Nostalgia and methanol filled the humid air as the two-stage supercharged V12 was roused. Ears were split when the rev dial went anti-clockwise. Surtees had 7,800 rpm under his right foot.
He inched his frame into the cockpit, eased the beast onto the track and over four laps coaxed every ounce there was from the 480-odd horses. His valour and car craft was every bit as captivating as that of Mika Hakkinen and Jacques Villeneuve in qualifying the same day. Not a wheel out of place, every apex hit, balls-out power slides aplenty.
Gnarled race mechanics downed spanners and clambered on to the pit wall to drool. Not once did Surtees pause for adulation until his day was done.
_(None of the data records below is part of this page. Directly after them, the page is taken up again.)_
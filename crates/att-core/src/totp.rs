//! Time-based one-time passwords (HMAC-SHA1, 6 digits, 30 second steps).
//!
//! Codes are derived the RFC 6238 way: the Unix time is divided into
//! 30-second steps, the step counter is MACed with the shared secret, and
//! the MAC is reduced to six decimal digits by dynamic truncation.
//! Verification tolerates one step of clock skew in either direction.
//!
//! Verification does not remember codes it has accepted. A code stays
//! usable for every check made within the tolerated window.

use std::fmt;

use chrono::{DateTime, Utc};
use data_encoding::BASE32_NOPAD;
use hmac::{Hmac, Mac};
use percent_encoding::{AsciiSet, NON_ALPHANUMERIC, utf8_percent_encode};
use rand_core::{OsRng, RngCore};
use sha1::Sha1;
use subtle::ConstantTimeEq;
use thiserror::Error;
use zeroize::Zeroizing;

type HmacSha1 = Hmac<Sha1>;

/// Number of digits in a code.
pub const DIGITS: usize = 6;

/// Length of one time step in seconds.
pub const PERIOD_SECS: i64 = 30;

/// Smallest accepted secret, in bytes after decoding.
pub const MIN_SECRET_BYTES: usize = 16;

const GENERATED_SECRET_BYTES: usize = 20;
const CODE_MODULUS: u32 = 1_000_000;
const SKEW_STEPS: i64 = 1;

/// Characters left unescaped in key URI labels and parameters.
const URI_SAFE: &AsciiSet = &NON_ALPHANUMERIC
    .remove(b'-')
    .remove(b'.')
    .remove(b'_')
    .remove(b'~');

/// Errors from parsing a shared secret.
#[derive(Debug, Error, Clone, PartialEq, Eq)]
pub enum SecretError {
    #[error("secret is not valid base32")]
    InvalidEncoding,
    #[error("secret must decode to at least {MIN_SECRET_BYTES} bytes, got {len}")]
    TooShort { len: usize },
}

/// Shared secret used to derive codes. Zeroized on drop.
#[derive(Clone)]
pub struct Secret(Zeroizing<Vec<u8>>);

impl Secret {
    /// Parses the base32 text form.
    ///
    /// Lowercase letters, whitespace and `=` padding are accepted so that
    /// secrets copied from authenticator apps parse as-is.
    pub fn from_base32(encoded: &str) -> Result<Self, SecretError> {
        let normalized: String = encoded
            .chars()
            .filter(|c| !c.is_whitespace() && *c != '=')
            .map(|c| c.to_ascii_uppercase())
            .collect();
        let bytes = BASE32_NOPAD
            .decode(normalized.as_bytes())
            .map_err(|_| SecretError::InvalidEncoding)?;
        Self::from_bytes(bytes)
    }

    pub fn from_bytes(bytes: Vec<u8>) -> Result<Self, SecretError> {
        let bytes = Zeroizing::new(bytes);
        if bytes.len() < MIN_SECRET_BYTES {
            return Err(SecretError::TooShort { len: bytes.len() });
        }
        Ok(Self(bytes))
    }

    /// Generates a fresh 160-bit secret from the operating system RNG.
    pub fn generate() -> Self {
        let mut bytes = Zeroizing::new(vec![0u8; GENERATED_SECRET_BYTES]);
        OsRng.fill_bytes(bytes.as_mut_slice());
        Self(bytes)
    }

    /// Unpadded base32, the form authenticator apps expect.
    pub fn to_base32(&self) -> String {
        BASE32_NOPAD.encode(&self.0)
    }

    pub fn as_bytes(&self) -> &[u8] {
        &self.0
    }
}

impl fmt::Debug for Secret {
    fn fmt(&self, f: &mut fmt::Formatter<'_>) -> fmt::Result {
        f.debug_struct("Secret")
            .field("len", &self.0.len())
            .finish_non_exhaustive()
    }
}

/// Time step counter containing `at`.
pub fn time_step(at: DateTime<Utc>) -> i64 {
    at.timestamp().div_euclid(PERIOD_SECS)
}

/// Derives the code valid during the time step containing `at`.
pub fn derive(secret: &Secret, at: DateTime<Utc>) -> String {
    code_for_step(secret, time_step(at))
}

/// Checks `candidate` against the current step and one step either side.
///
/// Malformed candidates are rejected without deriving anything.
pub fn verify(secret: &Secret, candidate: &str, now: DateTime<Utc>) -> bool {
    let Some(candidate) = normalize_code(candidate) else {
        return false;
    };
    let step = time_step(now);
    (-SKEW_STEPS..=SKEW_STEPS).any(|offset| {
        let expected = code_for_step(secret, step + offset);
        expected.as_bytes().ct_eq(candidate.as_bytes()).into()
    })
}

/// Strips whitespace and returns the code if exactly six ASCII digits remain.
pub fn normalize_code(candidate: &str) -> Option<String> {
    let code: String = candidate.chars().filter(|c| !c.is_whitespace()).collect();
    (code.len() == DIGITS && code.bytes().all(|b| b.is_ascii_digit())).then_some(code)
}

/// Seconds until the code for `now` rolls over, in `1..=30`.
pub fn time_remaining(now: DateTime<Utc>) -> i64 {
    PERIOD_SECS - now.timestamp().rem_euclid(PERIOD_SECS)
}

/// Builds an `otpauth://` provisioning URI for authenticator apps.
pub fn key_uri(secret: &Secret, account: &str, issuer: &str) -> String {
    let issuer = utf8_percent_encode(issuer, URI_SAFE).to_string();
    let account = utf8_percent_encode(account, URI_SAFE);
    format!(
        "otpauth://totp/{issuer}:{account}?secret={}&issuer={issuer}&algorithm=SHA1&digits={DIGITS}&period={PERIOD_SECS}",
        secret.to_base32()
    )
}

#[expect(
    clippy::cast_sign_loss,
    reason = "pre-epoch steps wrap like any other 64-bit counter"
)]
fn code_for_step(secret: &Secret, step: i64) -> String {
    let mut mac =
        HmacSha1::new_from_slice(secret.as_bytes()).expect("HMAC accepts keys of any length");
    mac.update(&(step as u64).to_be_bytes());
    let hash = mac.finalize().into_bytes();

    let offset = usize::from(hash[hash.len() - 1] & 0x0f);
    let word = u32::from_be_bytes([
        hash[offset],
        hash[offset + 1],
        hash[offset + 2],
        hash[offset + 3],
    ]) & 0x7fff_ffff;

    format!("{:0width$}", word % CODE_MODULUS, width = DIGITS)
}
//! Init command for writing a starter config file.

use std::io::Write;
use std::path::Path;

use anyhow::{Context, Result, bail};
use att_core::Secret;
use att_core::zone::DEFAULT_ZONE;
use serde::Serialize;

/// Settings written by `att init`. Everything else keeps its default.
#[derive(Debug, Serialize)]
struct StarterConfig {
    totp_secret: String,
    timezone: String,
}

/// Writes a config file at `path` holding a freshly generated secret.
///
/// Refuses to replace an existing file unless `force` is set.
pub fn run<W: Write>(writer: &mut W, path: &Path, force: bool) -> Result<()> {
    if path.exists() && !force {
        bail!(
            "{} already exists. Pass --force to replace it.",
            path.display()
        );
    }

    let starter = StarterConfig {
        totp_secret: Secret::generate().to_base32(),
        timezone: DEFAULT_ZONE.name().to_string(),
    };
    let content = toml::to_string_pretty(&starter).context("failed to serialize config")?;

    if let Some(parent) = path.parent().filter(|p| !p.as_os_str().is_empty()) {
        std::fs::create_dir_all(parent).context("failed to create config directory")?;
    }
    std::fs::write(path, content)
        .with_context(|| format!("failed to write {}", path.display()))?;
    tracing::info!(path = %path.display(), "config written");

    writeln!(writer, "Config written to {}", path.display())?;
    writeln!(writer, "Run 'att totp show' to see the current code.")?;
    Ok(())
}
TV feeds in the opulent race team catering facilities and the vast VIP hospitality areas showed him hack sawing at the polished wooden steering wheel. Big screens dotted around the circuit took the pictures to the grandstands.
The cacophony of appreciation from the tifosi was earth moving. All the more remarkable given that the colour of Surtees’ car was silver not red. This was Ferrari territory.
Here was a man at the top of his game long after his extraordinary heyday had been consigned to sepia. On his return to the Paddock, he climbed out and departed as quietly as he had arrived. A virtuoso if ever there was one. And not a hint of pretence.
Contrast that with another occasion a few years later. The scene is the Jaguar Racing team official hospitality suite in the Sepang paddock. It is Friday morning practice for the 2000 Malaysian Grand Prix.
A replay of Surtees’ exploits in the W154 as part of a highlights package from an earlier grand prix was running on the TV as it usually did prior to the first practice session of the weekend.
Seated for breakfast are three world champions. Jackie Stewart (1969, 1971, 1973), Niki Lauda (1975, 1977, 1984) and Jody Scheckter (1979).
On Jackie’s plate is the full English. A waitress emerges to take orders.
Waitress: “What are you having Niki?”
Lauda: “I’ll have what Jackie’s having.”
Stewart: “It’s the world champions’ breakfast.”
Lauda: “OK, I better have that then.”
Scheckter: “And the same for me.”
In walks Jacques Laffite, the dapper Frenchman who recorded six race wins between 1974 and 1986. And no world titles.
Waitress: “Can I get you something to eat?”
Lauda (winking to his colleagues): “Jacques, are you having the world champions’ breakfast?”
Cue raucous urine extraction from the trio of world champions.
Somehow you can’t imagine Gentleman John being party to the mocking at Laffite’s expense.